En ese pueblo errante, de dura cerviz, que Moisés se encargó de llevar a la Tierra Prometida, estaba legislado que cada cual podía tomarse la justicia por su mano, aplicando la Ley del Talión, para resarcirse de los daños recibidos. A tal pueblo indómito y difícil de gobernar, tales leyes para intentar mantener un mínimo orden. No sabemos qué pensaría en el fondo de su corazón Moisés, pero podemos imaginar que en su ánimo albergaba una mezcla de condescendencia y hartazgo por tener que dar leyes semejantes a gentes tan duras.

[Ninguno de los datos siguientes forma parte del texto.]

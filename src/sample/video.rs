use crate::error::PipelineError;
use crate::frame::{SampledFrame, VideoMeta};
#[cfg(feature = "decode-ffmpeg")]
use crate::sample::video_ffmpeg::FfmpegVideo;

/// Frame sampler over a single video file.
///
/// `open` computes the `VideoMeta`; `next_sample` then yields every
/// `stride`-th frame until the container is exhausted. The sequence is not
/// restartable: a second pass means a second `open`.
#[derive(Debug)]
pub struct VideoSampler {
    backend: VideoBackend,
    meta: VideoMeta,
    stride: u64,
    next_index: u64,
    processed: u64,
}

#[derive(Debug)]
enum VideoBackend {
    Synthetic(SyntheticVideo),
    #[cfg(feature = "decode-ffmpeg")]
    Ffmpeg(FfmpegVideo),
}

impl VideoSampler {
    /// Open a video and compute its metadata.
    ///
    /// Fails with `PipelineError::MediaOpen` when the path is not a local
    /// file, the container cannot be decoded, or it holds zero frames.
    pub fn open(path: &str, stride: u64) -> Result<Self, PipelineError> {
        if stride == 0 {
            return Err(PipelineError::media_open("sampling stride must be >= 1"));
        }
        if !is_local_media_path(path) {
            return Err(PipelineError::media_open(format!(
                "'{path}' is not a local video path (no URL schemes)"
            )));
        }

        let (backend, meta) = if path.starts_with("stub://") {
            let spec = SyntheticSpec::parse(path)?;
            let meta = spec.meta(path);
            (VideoBackend::Synthetic(SyntheticVideo::new(spec)), meta)
        } else {
            open_file(path)?
        };

        if meta.total_frames == 0 {
            return Err(PipelineError::media_open(format!(
                "'{path}' contains no video frames"
            )));
        }

        log::info!(
            "sampler: opened {} ({} frames at {:.2} fps, stride {})",
            meta.path,
            meta.total_frames,
            meta.fps,
            stride
        );

        Ok(Self {
            backend,
            meta,
            stride,
            next_index: 0,
            processed: 0,
        })
    }

    pub fn meta(&self) -> &VideoMeta {
        &self.meta
    }

    /// Number of sampled frames emitted so far. Only meaningful as the
    /// report's `processed_frames` once `next_sample` has returned `None`.
    pub fn frames_processed(&self) -> u64 {
        self.processed
    }

    /// Pull the next sampled frame, skipping frames between stride points.
    pub fn next_sample(&mut self) -> Result<Option<SampledFrame>, PipelineError> {
        loop {
            let index = self.next_index;
            let Some((pixels, width, height)) = self.next_raw()? else {
                return Ok(None);
            };
            self.next_index += 1;

            if index % self.stride != 0 {
                continue;
            }

            self.processed += 1;
            let timestamp = if self.meta.fps > 0.0 {
                index as f64 / self.meta.fps
            } else {
                0.0
            };
            return Ok(Some(SampledFrame::new(pixels, width, height, index, timestamp)));
        }
    }

    fn next_raw(&mut self) -> Result<Option<(Vec<u8>, u32, u32)>, PipelineError> {
        match &mut self.backend {
            VideoBackend::Synthetic(video) => Ok(video.next_raw()),
            #[cfg(feature = "decode-ffmpeg")]
            VideoBackend::Ffmpeg(video) => video.next_raw(),
        }
    }
}

#[cfg(feature = "decode-ffmpeg")]
fn open_file(path: &str) -> Result<(VideoBackend, VideoMeta), PipelineError> {
    let video = FfmpegVideo::open(path)?;
    let meta = video.meta().clone();
    Ok((VideoBackend::Ffmpeg(video), meta))
}

#[cfg(not(feature = "decode-ffmpeg"))]
fn open_file(path: &str) -> Result<(VideoBackend, VideoMeta), PipelineError> {
    Err(PipelineError::media_open(format!(
        "cannot decode '{path}': built without the decode-ffmpeg feature"
    )))
}

fn is_local_media_path(path: &str) -> bool {
    if path.trim().is_empty() {
        return false;
    }
    if path.starts_with("stub://") {
        return true;
    }
    !path.contains("://")
}

// ----------------------------------------------------------------------------
// Synthetic source (stub://) for tests and smoke runs
// ----------------------------------------------------------------------------

/// Parameters of a synthetic video, parsed from a `stub://` path.
///
/// Syntax: `stub://<name>?frames=300&fps=30&width=320&height=240`
/// (every parameter optional).
#[derive(Clone, Debug)]
pub struct SyntheticSpec {
    pub frames: u64,
    pub fps: f64,
    pub width: u32,
    pub height: u32,
}

impl Default for SyntheticSpec {
    fn default() -> Self {
        Self {
            frames: 150,
            fps: 30.0,
            width: 320,
            height: 240,
        }
    }
}

impl SyntheticSpec {
    pub fn parse(path: &str) -> Result<Self, PipelineError> {
        let mut spec = Self::default();
        let Some(query) = path.splitn(2, '?').nth(1) else {
            return Ok(spec);
        };
        for pair in query.split('&').filter(|pair| !pair.is_empty()) {
            let (key, value) = pair.split_once('=').ok_or_else(|| {
                PipelineError::media_open(format!("malformed stub parameter '{pair}'"))
            })?;
            let invalid =
                || PipelineError::media_open(format!("invalid stub parameter '{pair}'"));
            match key {
                "frames" => spec.frames = value.parse().map_err(|_| invalid())?,
                "fps" => spec.fps = value.parse().map_err(|_| invalid())?,
                "width" => spec.width = value.parse().map_err(|_| invalid())?,
                "height" => spec.height = value.parse().map_err(|_| invalid())?,
                other => {
                    return Err(PipelineError::media_open(format!(
                        "unknown stub parameter '{other}'"
                    )))
                }
            }
        }
        if spec.fps <= 0.0 || spec.width < 16 || spec.height < 16 {
            return Err(PipelineError::media_open(format!(
                "unusable stub geometry: {spec:?}"
            )));
        }
        Ok(spec)
    }

    fn meta(&self, path: &str) -> VideoMeta {
        VideoMeta {
            path: path.to_string(),
            duration: self.frames as f64 / self.fps,
            fps: self.fps,
            total_frames: self.frames,
        }
    }
}

#[derive(Debug)]
struct SyntheticVideo {
    spec: SyntheticSpec,
    emitted: u64,
    scene_state: u8,
}

impl SyntheticVideo {
    fn new(spec: SyntheticSpec) -> Self {
        Self {
            spec,
            emitted: 0,
            scene_state: 0,
        }
    }

    fn next_raw(&mut self) -> Option<(Vec<u8>, u32, u32)> {
        if self.emitted >= self.spec.frames {
            return None;
        }
        let frame_number = self.emitted;
        self.emitted += 1;
        // Scene changes every 50 frames so diff-sensitive consumers see
        // something other than a static wall.
        if frame_number % 50 == 0 {
            self.scene_state = self.scene_state.wrapping_add(1);
        }
        let pixel_count = (self.spec.width * self.spec.height * 3) as usize;
        let mut pixels = vec![0u8; pixel_count];
        for (i, pixel) in pixels.iter_mut().enumerate() {
            *pixel = ((i as u64 + frame_number + self.scene_state as u64) % 256) as u8;
        }
        Some((pixels, self.spec.width, self.spec.height))
    }
}

#[cfg(test)]
mod tests {
    use super::*;

    #[test]
    fn synthetic_meta_and_stride() {
        let mut sampler = VideoSampler::open("stub://cam?frames=300&fps=30", 10).unwrap();
        assert_eq!(sampler.meta().total_frames, 300);
        assert!((sampler.meta().duration - 10.0).abs() < 1e-9);

        let mut indices = Vec::new();
        while let Some(frame) = sampler.next_sample().unwrap() {
            indices.push(frame.index);
        }
        assert_eq!(indices.len(), 30);
        assert_eq!(indices[0], 0);
        assert_eq!(indices[1], 10);
        assert_eq!(indices[29], 290);
        assert_eq!(sampler.frames_processed(), 30);
    }

    #[test]
    fn timestamps_follow_source_index() {
        let mut sampler = VideoSampler::open("stub://cam?frames=61&fps=30", 30).unwrap();
        let mut stamps = Vec::new();
        while let Some(frame) = sampler.next_sample().unwrap() {
            stamps.push(frame.timestamp);
        }
        assert_eq!(stamps.len(), 3);
        assert!((stamps[1] - 1.0).abs() < 1e-9);
        assert!((stamps[2] - 2.0).abs() < 1e-9);
    }

    #[test]
    fn zero_frame_stub_fails_to_open() {
        let err = VideoSampler::open("stub://cam?frames=0", 5).unwrap_err();
        assert!(matches!(err, PipelineError::MediaOpen(_)));
    }

    #[test]
    fn url_schemes_are_rejected() {
        let err = VideoSampler::open("rtsp://camera-1/stream", 5).unwrap_err();
        assert!(matches!(err, PipelineError::MediaOpen(_)));
    }

    #[test]
    fn malformed_stub_parameters_are_rejected() {
        assert!(VideoSampler::open("stub://cam?frames=abc", 5).is_err());
        assert!(VideoSampler::open("stub://cam?rate=30", 5).is_err());
        assert!(VideoSampler::open("stub://cam?fps=0", 5).is_err());
    }

    #[cfg(not(feature = "decode-ffmpeg"))]
    #[test]
    fn real_files_require_ffmpeg_feature() {
        let err = VideoSampler::open("uploads/herd.mp4", 5).unwrap_err();
        assert!(matches!(err, PipelineError::MediaOpen(_)));
    }

    #[test]
    fn synthetic_frames_are_deterministic() {
        let collect = || {
            let mut sampler = VideoSampler::open("stub://cam?frames=40&fps=10", 4).unwrap();
            let mut frames = Vec::new();
            while let Some(frame) = sampler.next_sample().unwrap() {
                frames.push(frame.pixels);
            }
            frames
        };
        assert_eq!(collect(), collect());
    }
}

Pero, ¿y hoy? ¿Acaso no han pasado miles de años, civilizaciones, culturas y formas de gobierno? Pues aunque haya sido así, da la impresión que al margen de los códigos civiles y penales que nos gobiernan, en el fondo del corazón del hombre, se sigue deseando el ojo por ojo. Y lo más penoso es que ocurre en nuestras comunidades, relaciones laborales y sociales incluso en el seno de las familias.
Puede parecer que ¿no queremos? darnos cuenta, que en el punto medio en la línea temporal entre Moisés y nosotros, se ha situado Cristo, revocando el Talión y renovando la ley con una única consigna: el amor, incondicional, sin cortapisas, sin contraprestaciones, sin cláusulas… el amor total.
Surge así, que al esposo, al hijo, al padre, al hermano, al vecino, al compañero de trabajo, al prójimo anónimo que de manera incidental deambula por nuestras vidas, ya no hay que exigirle la reparación igualitaria del daño, sino que hay que brindarle la ofrenda de nuestro sufrimiento perdonado, la entrega de nuestra posesión terrenal, la disposición a acompañarle en su propia vida.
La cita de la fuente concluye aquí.